The glide ratio depends heavily on the weight the wing (or wingsuit) carries.

Take the best (in generating lift) wing of the world,
load it with, say, 50Kg/m2 (10lb/sq ft) - i.e. about as much as the wingsuit of Visa Parviainen – and calculate its glide ratio.

In the following video:



Visa Parviainen proves in practice that with his “NOT effective in generating lift” wing (i.e. his wingsuit) he needs only 32Kp (70lb) of horizontal force in order to sustain horizontal flight.

From 1:06 to 1:14 one can see the “fuel tank” used, and the way it was “secured”.
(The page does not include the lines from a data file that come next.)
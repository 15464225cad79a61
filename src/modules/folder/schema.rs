use std::collections::BTreeSet;

use serde::{Deserialize, Serialize};

#[derive(Debug, Clone, Serialize, Deserialize)]
pub struct FolderEntity {
    pub id: String,
    pub name: String,
    /// Slash separated ancestor names, e.g. `/Projects/2025`. Unique per owner.
    pub path: String,
    pub parent_id: Option<String>,
    pub owner: String,
    pub tags: BTreeSet<String>,
    pub created_at: chrono::DateTime<chrono::Utc>,
    pub updated_at: chrono::DateTime<chrono::Utc>,
}
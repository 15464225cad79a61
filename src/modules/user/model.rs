use serde::{Deserialize, Serialize};
use validator::Validate;

#[derive(Deserialize, Validate)]
pub struct RegisterModel {
    #[validate(length(min = 3, message = "Username must be at least 3 characters"))]
    pub username: String,
    #[validate(length(min = 6, message = "Password must be at least 6 characters"))]
    pub password: String,
}

#[derive(Deserialize, Validate)]
pub struct LoginModel {
    #[validate(length(min = 1, message = "Username and password required"))]
    pub username: String,
    #[validate(length(min = 1, message = "Username and password required"))]
    pub password: String,
}

pub struct InsertUser {
    pub username: String,
    pub hash_password: String,
}

#[derive(Serialize, Deserialize)]
pub struct RegisterResponse {
    pub username: String,
}

#[derive(Debug, Serialize, Deserialize)]
pub struct LoginResponse {
    pub access_token: String,
    pub username: String,
}
//! Entity store: the capability traits the engine is written against, and
//! the two bindings behind them.

pub mod memory;
pub mod postgres;

pub use memory::MemoryStore;
pub use postgres::PgStore;

use async_trait::async_trait;
use chrono::{DateTime, Utc};
use ulid::Ulid;

use crate::engine::availability::is_available;
use crate::model::*;

#[derive(Debug, thiserror::Error)]
pub enum StoreError {
    #[error("{entity} not found: {id}")]
    NotFound { entity: &'static str, id: Ulid },
    #[error("empty result: {0}")]
    Empty(&'static str),
    #[error("invalid operation: {0}")]
    InvalidOperation(String),
    #[error("storage fault: {0}")]
    Fault(String),
}

impl StoreError {
    pub fn not_found(entity: &'static str, id: Ulid) -> Self {
        StoreError::NotFound { entity, id }
    }
}

impl From<sqlx::Error> for StoreError {
    fn from(e: sqlx::Error) -> Self {
        match e {
            sqlx::Error::RowNotFound => StoreError::Empty("no rows returned"),
            other => StoreError::Fault(other.to_string()),
        }
    }
}

pub type StoreResult<T> = Result<T, StoreError>;

/// Selects which bookings, offerings or assignments a list query returns.
#[derive(Debug, Clone, Copy, Default, PartialEq, Eq)]
pub enum RecordFilter {
    #[default]
    All,
    Workspace(Ulid),
    User(Ulid),
    /// Records whose `[start_time, end_time)` overlaps the span.
    Range(Span),
}

impl RecordFilter {
    pub fn matches(&self, workspace_id: Ulid, user_id: Ulid, span: &Span) -> bool {
        match self {
            RecordFilter::All => true,
            RecordFilter::Workspace(id) => *id == workspace_id,
            RecordFilter::User(id) => *id == user_id,
            RecordFilter::Range(range) => range.overlaps(span),
        }
    }
}

#[async_trait]
pub trait FloorProvider: Send + Sync {
    async fn get_one_floor(&self, id: Ulid) -> StoreResult<Floor>;
    async fn get_all_floors(&self) -> StoreResult<Vec<Floor>>;
    /// Ids of the live floors, ascending.
    async fn all_floor_ids(&self) -> StoreResult<Vec<Ulid>>;
    async fn create_floor(&self, floor: &Floor) -> StoreResult<Ulid>;
    /// Soft delete. Fails with `InvalidOperation` while live workspaces
    /// reference the floor unless `force`, which soft-deletes them too.
    async fn remove_floor(&self, id: Ulid, force: bool) -> StoreResult<()>;
    async fn deleted_floors(&self) -> StoreResult<Vec<Floor>>;
    async fn delete_floors(&self, ids: &[Ulid]) -> StoreResult<u64>;
}

#[async_trait]
pub trait WorkspaceProvider: Send + Sync {
    async fn get_one_workspace(&self, id: Ulid) -> StoreResult<Workspace>;
    async fn get_all_workspaces(&self) -> StoreResult<Vec<Workspace>>;
    async fn workspaces_by_floor(&self, floor_id: Ulid) -> StoreResult<Vec<Workspace>>;
    async fn count_workspaces_by_floor(&self, floor_id: Ulid) -> StoreResult<u64>;
    async fn create_workspace(&self, workspace: &Workspace) -> StoreResult<Ulid>;
    /// Create or overwrite by id; true when the row was created. A removed
    /// workspace is not brought back: `InvalidOperation`.
    async fn upsert_workspace(&self, workspace: &Workspace) -> StoreResult<bool>;
    /// A workspace, its first assignment and optionally the baseline offering, all or nothing.
    async fn create_assigned_workspace(
        &self,
        workspace: &Workspace,
        assignment: &Assignment,
        baseline: Option<&Offering>,
    ) -> StoreResult<()>;
    async fn update_workspace(&self, id: Ulid, workspace: &Workspace) -> StoreResult<()>;
    async fn update_workspace_properties(&self, id: Ulid, properties: &Properties) -> StoreResult<()>;
    /// Soft delete.
    async fn remove_workspace(&self, id: Ulid) -> StoreResult<()>;
    async fn deleted_workspaces(&self) -> StoreResult<Vec<Workspace>>;
    /// Hard delete; cascades to the workspaces' bookings, offerings and assignments.
    async fn delete_workspaces(&self, ids: &[Ulid]) -> StoreResult<u64>;

    /// Live bookings, live offerings and assignments on one workspace overlapping `span`.
    async fn workspace_timeline(&self, workspace_id: Ulid, span: Span) -> StoreResult<Timeline>;
    /// One timeline per live workspace on the floor, restricted to `span`.
    async fn floor_timelines(&self, floor_id: Ulid, span: Span) -> StoreResult<Vec<Timeline>>;

    /// Workspaces on the floor reservable by an arbitrary user for all of `span`.
    async fn available_workspaces(&self, floor_id: Ulid, span: Span) -> StoreResult<Vec<Ulid>> {
        let timelines = self.floor_timelines(floor_id, span).await?;
        Ok(timelines
            .iter()
            .filter(|t| is_available(t, &span))
            .map(|t| t.workspace_id)
            .collect())
    }
}

#[async_trait]
pub trait UserProvider: Send + Sync {
    async fn get_one_user(&self, id: Ulid) -> StoreResult<User>;
    async fn get_all_users(&self) -> StoreResult<Vec<User>>;
    async fn create_user(&self, user: &User) -> StoreResult<Ulid>;
    async fn assigned_users_in_range(&self, span: Span) -> StoreResult<Vec<UserAssignment>>;
    async fn assigned_users_at(&self, t: DateTime<Utc>) -> StoreResult<Vec<UserAssignment>>;
}

#[async_trait]
pub trait BookingProvider: Send + Sync {
    async fn get_one_booking(&self, id: Ulid) -> StoreResult<Booking>;
    async fn get_one_expanded_booking(&self, id: Ulid) -> StoreResult<ExpandedBooking>;
    async fn bookings(&self, filter: RecordFilter) -> StoreResult<Vec<Booking>>;
    async fn expanded_bookings(&self, filter: RecordFilter) -> StoreResult<Vec<ExpandedBooking>>;
    async fn create_booking(&self, booking: &Booking) -> StoreResult<Ulid>;
    async fn update_booking(&self, id: Ulid, booking: &Booking) -> StoreResult<()>;
    /// Hard delete of one booking, cancelled or not.
    async fn remove_booking(&self, id: Ulid) -> StoreResult<()>;
    /// Bookings with `end_time < since`.
    async fn expired_bookings(&self, since: DateTime<Utc>) -> StoreResult<Vec<Booking>>;
    async fn delete_bookings(&self, ids: &[Ulid]) -> StoreResult<u64>;
}

#[async_trait]
pub trait OfferingProvider: Send + Sync {
    async fn get_one_offering(&self, id: Ulid) -> StoreResult<Offering>;
    async fn get_one_expanded_offering(&self, id: Ulid) -> StoreResult<ExpandedOffering>;
    async fn offerings(&self, filter: RecordFilter) -> StoreResult<Vec<Offering>>;
    async fn expanded_offerings(&self, filter: RecordFilter) -> StoreResult<Vec<ExpandedOffering>>;
    /// The live offering on the workspace whose span covers `span`.
    async fn offering_covering(&self, workspace_id: Ulid, span: Span) -> StoreResult<Offering>;
    async fn create_offering(&self, offering: &Offering) -> StoreResult<Ulid>;
    async fn update_offering(&self, id: Ulid, offering: &Offering) -> StoreResult<()>;
    /// Hard delete of one offering. Bookings it admitted are kept.
    async fn remove_offering(&self, id: Ulid) -> StoreResult<()>;
    /// Offerings with `end_time < since`.
    async fn expired_offerings(&self, since: DateTime<Utc>) -> StoreResult<Vec<Offering>>;
    async fn delete_offerings(&self, ids: &[Ulid]) -> StoreResult<u64>;
}

#[async_trait]
pub trait AssigneeProvider: Send + Sync {
    /// With `baseline`, the offering is written in the same commit.
    async fn create_assignment(&self, assignment: &Assignment, baseline: Option<&Offering>) -> StoreResult<Ulid>;
    async fn assignments(&self, filter: RecordFilter) -> StoreResult<Vec<Assignment>>;
    /// True iff an assignment on the workspace intersects `span`.
    async fn is_assigned(&self, workspace_id: Ulid, span: Span) -> StoreResult<bool>;
    /// True iff assignments on the workspace cover every instant of `span`.
    async fn is_fully_assigned(&self, workspace_id: Ulid, span: Span) -> StoreResult<bool>;
    /// Assignments with `end_time < since`.
    async fn expired_assignments(&self, since: DateTime<Utc>) -> StoreResult<Vec<Assignment>>;
    async fn delete_assignments(&self, ids: &[Ulid]) -> StoreResult<u64>;
}

#[async_trait]
pub trait Closable: Send + Sync {
    async fn close(&self);
}

/// The full capability set the engine needs from a storage binding.
pub trait Store:
    FloorProvider
    + WorkspaceProvider
    + UserProvider
    + BookingProvider
    + OfferingProvider
    + AssigneeProvider
    + Closable
{
}

impl<T> Store for T where
    T: FloorProvider
        + WorkspaceProvider
        + UserProvider
        + BookingProvider
        + OfferingProvider
        + AssigneeProvider
        + Closable
{
}

/// Merged assignment spans for coverage checks.
pub(crate) fn fully_covered(assigned: &mut Vec<Span>, span: &Span) -> bool {
    use crate::engine::availability::{merge_overlapping, subtract_intervals};
    assigned.sort_by_key(|s| s.start);
    let merged = merge_overlapping(assigned);
    subtract_intervals(&[*span], &merged).is_empty()
}

#[cfg(test)]
mod tests {
    use super::*;

    #[test]
    fn record_filter_range_is_overlap() {
        let ws = Ulid::new();
        let user = Ulid::new();
        let filter = RecordFilter::Range(Span::new(100, 200));
        assert!(filter.matches(ws, user, &Span::new(150, 250)));
        assert!(!filter.matches(ws, user, &Span::new(200, 300)));
        assert!(RecordFilter::Workspace(ws).matches(ws, Ulid::new(), &Span::new(0, 1)));
        assert!(!RecordFilter::User(user).matches(ws, Ulid::new(), &Span::new(0, 1)));
    }

    #[test]
    fn coverage_merges_back_to_back_assignments() {
        let mut assigned = vec![Span::new(200, 300), Span::new(100, 200)];
        assert!(fully_covered(&mut assigned, &Span::new(120, 280)));
        let mut gapped = vec![Span::new(100, 150), Span::new(160, 300)];
        assert!(!fully_covered(&mut gapped, &Span::new(120, 280)));
    }
}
What Parviainen proves is that with only 20bhp mechanical power, a wingsuiter can fly horizontally for as long as there is fuel in the tank.
And he flies at 100mph or so.

Compare the 20bhp that actually “push” Parviainen, with the 1,000+ bhp power output of the state-of-the-art JetPacks to get an idea of what “inefficiency in generating thrust force” means.



You also write:
“From your drawing of 'high speed' the inclined angle is about 10° from horizontal; you would need about 6 times hover power to fly at this attitude, neglecting lift from the body.”


Quiz for all:

You are hanged –with your hands – from a bar, and a 200mph (300Km/h) horizontal wind is falling on you. What is the angle your body will lean from vertical?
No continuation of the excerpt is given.